Most of the deadly tumors were in the lungs and digestive system, according to the tally from the state's World Trade Center Responder Fatality Investigation Program.
Other deaths were traced to blood cancers and heart and circulatory diseases. Five ex-workers committed suicide, said Kitty Gelberg, who is tracking the deaths for the program.
Gelberg said she had not yet determined whether the number of cancer deaths was more or less than those typically occurring in men in their 20s to 50s who work as cops, firefighters or laborers - the majority of 9/11 workers.
"We are not saying all of these deaths are World Trade Center-related," Gelberg said. "Without the statistics, we are not making judgment."
She added that relatives of people who died of cancer may be likely to link their loved one's death to their 9/11 work and add them to the database, despite other possible factors.

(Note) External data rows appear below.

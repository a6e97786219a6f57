use crate::math::{Isometry, Point, Real, UnitVector};
use crate::query::details::closest_points_segment_segment_with_locations;
use crate::query::{Contact, ContactKind};
use crate::shape::{Capsule, Segment, SegmentPointLocation, Triangle, TrianglePointLocation};
use na::Unit;

/// Contact between a capsule and a two-sided triangle of a mesh.
///
/// `pos12` is the position of the triangle's frame relative to the capsule. `internal_edges[k]`
/// tells whether the edge `k` (joining vertices `k` and `k + 1`) is shared with another
/// triangle of the mesh.
///
/// The contact is classified by the first matching region: the triangle face, then its edges,
/// then its vertices. At internal edges (and at vertices where both adjacent edges are internal)
/// the triangle-side normal is blended with the face normal so a capsule sliding across the seam
/// does not catch on it. That blended normal is the only case where `normal1` and `normal2`
/// are not opposite.
pub fn contact_capsule_triangle(
    pos12: &Isometry<Real>,
    capsule: &Capsule,
    triangle: &Triangle,
    internal_edges: [bool; 3],
    prediction: Real,
) -> Option<Contact> {
    let face_normal = triangle.normal().filter(|_| !triangle.is_degenerate())?;
    let radius = capsule.radius;
    let limit = radius + prediction;
    let seg = capsule.segment.transformed(&pos12.inverse());

    // Orient the face toward the capsule center.
    let center_height = (na::center(&seg.a, &seg.b) - triangle.a).dot(&face_normal);
    let n = if center_height < 0.0 {
        -face_normal
    } else {
        face_normal
    };

    let (on_capsule, on_triangle, normal2, kind) = face_region(&seg, triangle, &n, limit)
        .or_else(|| edge_region(&seg, triangle, &n, internal_edges, limit))
        .or_else(|| corner_region(&seg, triangle, &n, internal_edges, limit))?;

    let dist = (on_capsule - on_triangle).dot(&normal2.separation) - radius;
    let point1 = pos12 * (on_capsule - *normal2.separation * radius);
    let normal1 = pos12 * -normal2.separation;

    Some(Contact::new(point1, on_triangle, normal1, normal2.reported, dist).with_kind(kind))
}

struct RegionNormal {
    /// The direction along which the two shapes are separated.
    separation: UnitVector<Real>,
    /// The normal reported on the triangle side, possibly blended at seams.
    reported: UnitVector<Real>,
}

impl RegionNormal {
    fn new(separation: UnitVector<Real>, face: &UnitVector<Real>, blend: bool) -> Self {
        let reported = if blend {
            Unit::try_new(*separation + **face, 1.0e-6).unwrap_or(separation)
        } else {
            separation
        };

        RegionNormal {
            separation,
            reported,
        }
    }
}

type Region = (Point<Real>, Point<Real>, RegionNormal, ContactKind);

fn face_region(
    seg: &Segment,
    triangle: &Triangle,
    n: &UnitVector<Real>,
    limit: Real,
) -> Option<Region> {
    let height = |p: &Point<Real>| (p - triangle.a).dot(n);
    let (ha, hb) = (height(&seg.a), height(&seg.b));
    let (deepest, h) = if ha <= hb { (seg.a, ha) } else { (seg.b, hb) };

    if h >= limit {
        return None;
    }

    let on_plane = deepest - **n * h;
    match triangle.project_local_point_and_get_location(&on_plane).1 {
        TrianglePointLocation::OnFace(_) => Some((
            deepest,
            on_plane,
            RegionNormal::new(*n, n, false),
            ContactKind::Face,
        )),
        _ => None,
    }
}

fn edge_region(
    seg: &Segment,
    triangle: &Triangle,
    n: &UnitVector<Real>,
    internal_edges: [bool; 3],
    limit: Real,
) -> Option<Region> {
    let mut best: Option<(Real, Region)> = None;

    for (k, (a, b)) in triangle.edges().into_iter().enumerate() {
        let edge = Segment::new(a, b);
        let (loc_seg, loc_edge) = closest_points_segment_segment_with_locations(seg, &edge);

        if !matches!(loc_edge, SegmentPointLocation::OnEdge(_)) {
            continue;
        }

        let on_capsule = seg.point_at(&loc_seg);
        let on_edge = edge.point_at(&loc_edge);
        let (separation, dist) =
            Unit::try_new_and_get(on_capsule - on_edge, 0.0).unwrap_or((*n, 0.0));

        if dist < limit && best.as_ref().map_or(true, |(d, _)| dist < *d) {
            let normal = RegionNormal::new(separation, n, internal_edges[k]);
            best = Some((dist, (on_capsule, on_edge, normal, ContactKind::Edge)));
        }
    }

    best.map(|(_, region)| region)
}

fn corner_region(
    seg: &Segment,
    triangle: &Triangle,
    n: &UnitVector<Real>,
    internal_edges: [bool; 3],
    limit: Real,
) -> Option<Region> {
    let mut best: Option<(Real, Region)> = None;

    for (k, vertex) in triangle.vertices().into_iter().enumerate() {
        let (on_capsule, _) = seg.project_local_point_and_get_location(&vertex);
        let (separation, dist) =
            Unit::try_new_and_get(on_capsule - vertex, 0.0).unwrap_or((*n, 0.0));

        if dist < limit && best.as_ref().map_or(true, |(d, _)| dist < *d) {
            // Vertex `k` is shared by the edges `k` and `k + 2`.
            let blend = internal_edges[k] && internal_edges[(k + 2) % 3];
            let normal = RegionNormal::new(separation, n, blend);
            best = Some((dist, (on_capsule, vertex, normal, ContactKind::Corner)));
        }
    }

    best.map(|(_, region)| region)
}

But Gelberg said she is compiling the deaths from public sources, individuals and agencies and believes there is an overall undercount of workers who have died. The statistics cover Sept. 12, 2001, through yesterday.
The city Health Department said it was "actively examining whether deaths have been elevated as a result of 9/11."
Last year, the head of Mount Sinai Medical Center's monitoring and treatment program, Dr. Robin Herbert, predicted a "third wave" of 9/11-related deaths from cancer.
"We know people were exposed to carcinogens. There was benzene, dioxin, asbestos," said her colleague Dr. Philip Landrigan. "There's reason to be concerned, so we're engaged in watchful waiting. So far, there's no excess."